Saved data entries
//! Plain-text rendering of a run summary, and result-file persistence.

use crate::error::Result;
use crate::summary::{DeviceLoss, RunSummary};
use chrono::Local;
use std::fmt::Write as _;
use std::fs;
use std::path::{Path, PathBuf};

fn join_ids(ids: &[u64]) -> String {
    ids.iter().map(u64::to_string).collect::<Vec<_>>().join(" ")
}

fn lost_all_line(loss: &DeviceLoss) -> String {
    format!("    x {}: {} ({})\n", loss.device, loss.failed.len(), join_ids(&loss.failed))
}

fn lost_some_line(loss: &DeviceLoss) -> String {
    format!(
        "    ~ {}: {} of {} ({}; ok: {})\n",
        loss.device,
        loss.failed.len(),
        loss.failed.len() + loss.passed.len(),
        join_ids(&loss.failed),
        join_ids(&loss.passed)
    )
}

/// Render the full report. Byte-for-byte deterministic for a given summary.
pub fn render(summary: &RunSummary) -> String {
    let mut out = String::new();
    let _ = write!(
        out,
        "Beginning with {} unique deviceNames in {} reports.\n\n",
        summary.device_count, summary.corpus_size
    );

    for rq in &summary.requirements {
        if rq.loses_nothing() {
            let _ = writeln!(out, "Requirement \"{}\" loses no further reports!", rq.name);
            continue;
        }
        let _ = writeln!(
            out,
            "Requirement \"{}\" loses {} (and partially loses {}) further deviceNames:",
            rq.name,
            rq.lost_all.len(),
            rq.lost_some.len()
        );
        let _ = writeln!(out, "  In ALL reports ({} deviceNames):", rq.lost_all.len());
        rq.lost_all.iter().for_each(|l| out.push_str(&lost_all_line(l)));
        let _ = writeln!(out, "  In SOME reports ({} deviceNames):", rq.lost_some.len());
        rq.lost_some.iter().for_each(|l| out.push_str(&lost_some_line(l)));
    }

    out.push_str("At least 90% of each of the following was still supported:\n");
    for d in &summary.support.well_supported {
        let _ = writeln!(out, "  + {} ({} of {})", d.device, d.supported, d.total);
    }
    out.push_str("At least one, but under 90% of each of the following was still supported:\n");
    for d in &summary.support.partially_supported {
        let _ = writeln!(out, "  ? {} ({} of {})", d.device, d.supported, d.total);
    }
    out
}

/// `result-YYYYmmdd-HHMMSS.txt`, local time.
pub fn result_file_name() -> String {
    format!("result-{}.txt", Local::now().format("%Y%m%d-%H%M%S"))
}

/// Write the rendered report into `dir` under a timestamped name.
pub fn save_result(dir: &Path, text: &str) -> Result<PathBuf> {
    fs::create_dir_all(dir)?;
    let path = dir.join(result_file_name());
    fs::write(&path, text)?;
    Ok(path)
}
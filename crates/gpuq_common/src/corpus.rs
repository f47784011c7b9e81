//! Report corpus on disk: one `<report_id>.json` file per report.

use crate::error::Result;
use std::fs;
use std::path::{Path, PathBuf};
use tracing::debug;
use walkdir::WalkDir;

/// One report file.
#[derive(Debug, Clone, PartialEq, Eq)]
pub struct CorpusEntry {
    pub id: u64,
    pub path: PathBuf,
}

/// Report files in a directory, sorted ascending by report id.
#[derive(Debug, Clone, Default)]
pub struct ReportCorpus {
    entries: Vec<CorpusEntry>,
}

impl ReportCorpus {
    /// List `*.json` files whose stem is a report id. Other files are ignored.
    pub fn open(dir: &Path) -> Result<Self> {
        let mut entries = Vec::new();
        for item in WalkDir::new(dir).min_depth(1).max_depth(1) {
            let item = item.map_err(|e| std::io::Error::new(std::io::ErrorKind::Other, e.to_string()))?;
            if !item.file_type().is_file() {
                continue;
            }
            let path = item.into_path();
            match report_id_of(&path) {
                Some(id) => entries.push(CorpusEntry { id, path }),
                None => debug!("ignoring {}", path.display()),
            }
        }
        entries.sort_by_key(|e| e.id);
        debug!("corpus {} has {} reports", dir.display(), entries.len());
        Ok(Self { entries })
    }

    pub fn entries(&self) -> &[CorpusEntry] {
        &self.entries
    }

    pub fn len(&self) -> usize {
        self.entries.len()
    }

    pub fn is_empty(&self) -> bool {
        self.entries.is_empty()
    }

    pub fn read(&self, entry: &CorpusEntry) -> Result<String> {
        Ok(fs::read_to_string(&entry.path)?)
    }
}

/// Reports directory inside a data directory.
pub fn reports_dir(data_dir: &Path) -> PathBuf {
    data_dir.join("reports")
}

/// Path of one report file.
pub fn report_file(reports_dir: &Path, report_id: u64) -> PathBuf {
    reports_dir.join(format!("{report_id}.json"))
}

/// True if the file exists and has content.
pub fn exists_and_not_empty(path: &Path) -> bool {
    fs::metadata(path).map(|m| m.len() != 0).unwrap_or(false)
}

fn report_id_of(path: &Path) -> Option<u64> {
    if path.extension()? != "json" {
        return None;
    }
    path.file_stem()?.to_str()?.parse().ok()
}
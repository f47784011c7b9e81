//! Reference constants from the API registry (`vk.xml`).
//!
//! Requirements name formats and flag bits symbolically; this module turns
//! those names into integers. A registry that cannot be parsed is fatal.

use crate::error::{QueryError, Result};
use crate::literal::parse_int_literal;
use std::collections::BTreeMap;
use std::path::Path;
use tracing::debug;

/// Named integer constants, grouped by enum.
#[derive(Debug, Clone, Default)]
pub struct VkConstants {
    /// `VK_FORMAT_D32_SFLOAT` is stored as `D32_SFLOAT`.
    pub formats: BTreeMap<String, u32>,
    /// `VK_FORMAT_FEATURE_SAMPLED_IMAGE_BIT` is stored as `SAMPLED_IMAGE`.
    pub format_features: BTreeMap<String, u64>,
    /// `VK_SAMPLE_COUNT_4_BIT` is stored as `4`.
    pub sample_counts: BTreeMap<String, u64>,
}

impl VkConstants {
    pub fn load(path: &Path) -> Result<Self> {
        let text = std::fs::read_to_string(path)
            .map_err(|e| QueryError::ConstantSourceMalformed(format!("{}: {}", path.display(), e)))?;
        Self::parse(&text)
    }

    pub fn parse(xml: &str) -> Result<Self> {
        let doc = roxmltree::Document::parse(xml).map_err(|e| QueryError::ConstantSourceMalformed(e.to_string()))?;
        let mut constants = VkConstants::default();

        for group in doc.descendants().filter(|n| n.has_tag_name("enums")) {
            let Some(group_name) = group.attribute("name") else {
                continue;
            };
            let entries = group.children().filter(|n| n.has_tag_name("enum"));
            match group_name {
                "VkFormat" => {
                    for e in entries {
                        if let (Some(name), Some(value)) = (e.attribute("name"), e.attribute("value")) {
                            let short = strip(name, "VK_FORMAT_", "");
                            let value = parse_int_literal(value)
                                .and_then(|v| u32::try_from(v).ok())
                                .ok_or_else(|| malformed(name, value))?;
                            constants.formats.insert(short.to_string(), value);
                        }
                    }
                }
                "VkFormatFeatureFlagBits" => {
                    for e in entries {
                        if let Some((name, bit)) = bit_entry(&e)? {
                            constants
                                .format_features
                                .insert(strip(name, "VK_FORMAT_FEATURE_", "_BIT").to_string(), bit);
                        }
                    }
                }
                "VkSampleCountFlagBits" => {
                    for e in entries {
                        if let Some((name, bit)) = bit_entry(&e)? {
                            constants
                                .sample_counts
                                .insert(strip(name, "VK_SAMPLE_COUNT_", "_BIT").to_string(), bit);
                        }
                    }
                }
                _ => {}
            }
        }

        debug!(
            formats = constants.formats.len(),
            format_features = constants.format_features.len(),
            sample_counts = constants.sample_counts.len(),
            "loaded reference constants"
        );
        Ok(constants)
    }

    pub fn format(&self, name: &str) -> Result<u32> {
        self.formats.get(name).copied().ok_or_else(|| unknown("format", name))
    }

    pub fn format_feature(&self, name: &str) -> Result<u64> {
        self.format_features
            .get(name)
            .copied()
            .ok_or_else(|| unknown("format feature", name))
    }

    pub fn sample_count(&self, name: &str) -> Result<u64> {
        self.sample_counts
            .get(name)
            .copied()
            .ok_or_else(|| unknown("sample count", name))
    }
}

/// `(name, 1 << bitpos)`; alias entries carry no bitpos and are skipped.
fn bit_entry<'a>(node: &roxmltree::Node<'a, '_>) -> Result<Option<(&'a str, u64)>> {
    let (Some(name), Some(bitpos)) = (node.attribute("name"), node.attribute("bitpos")) else {
        return Ok(None);
    };
    let bit = bitpos
        .parse::<u32>()
        .ok()
        .and_then(|pos| 1u64.checked_shl(pos))
        .ok_or_else(|| malformed(name, bitpos))?;
    Ok(Some((name, bit)))
}

fn strip<'a>(name: &'a str, prefix: &str, suffix: &str) -> &'a str {
    let name = name.strip_prefix(prefix).unwrap_or(name);
    name.strip_suffix(suffix).unwrap_or(name)
}

fn malformed(name: &str, value: &str) -> QueryError {
    QueryError::ConstantSourceMalformed(format!("{name} has invalid value {value:?}"))
}

fn unknown(namespace: &'static str, name: &str) -> QueryError {
    QueryError::UnknownConstant {
        namespace,
        name: name.to_string(),
    }
}
//! Masked-equality matching.
//!
//! One primitive serves two users: device-id classification
//! (`id & mask == target` for any target in a group) and flag containment
//! for format features and sample counts (`actual & required == required`).

use std::borrow::Borrow;

/// True iff `value & mask` equals any of `targets`.
pub fn matches_any<I>(value: u64, mask: u64, targets: I) -> bool
where
    I: IntoIterator,
    I::Item: std::borrow::Borrow<u64>,
{
    let masked = value & mask;
    targets.into_iter().any(|t| *t.borrow() == masked)
}

/// True iff every bit of `required` is set in `actual`. Extra bits are ignored.
pub fn has_all_bits(actual: u64, required: u64) -> bool {
    matches_any(actual, required, [required])
}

# WHAT THE EXERCISE ASKS
Check each line above for the word "borrow" and copy the ones that have it.

# SOLUTION TO THIS EXERCISE
use std::borrow::Borrow;
    I::Item: std::borrow::Borrow<u64>,
    targets.into_iter().any(|t| *t.borrow() == masked)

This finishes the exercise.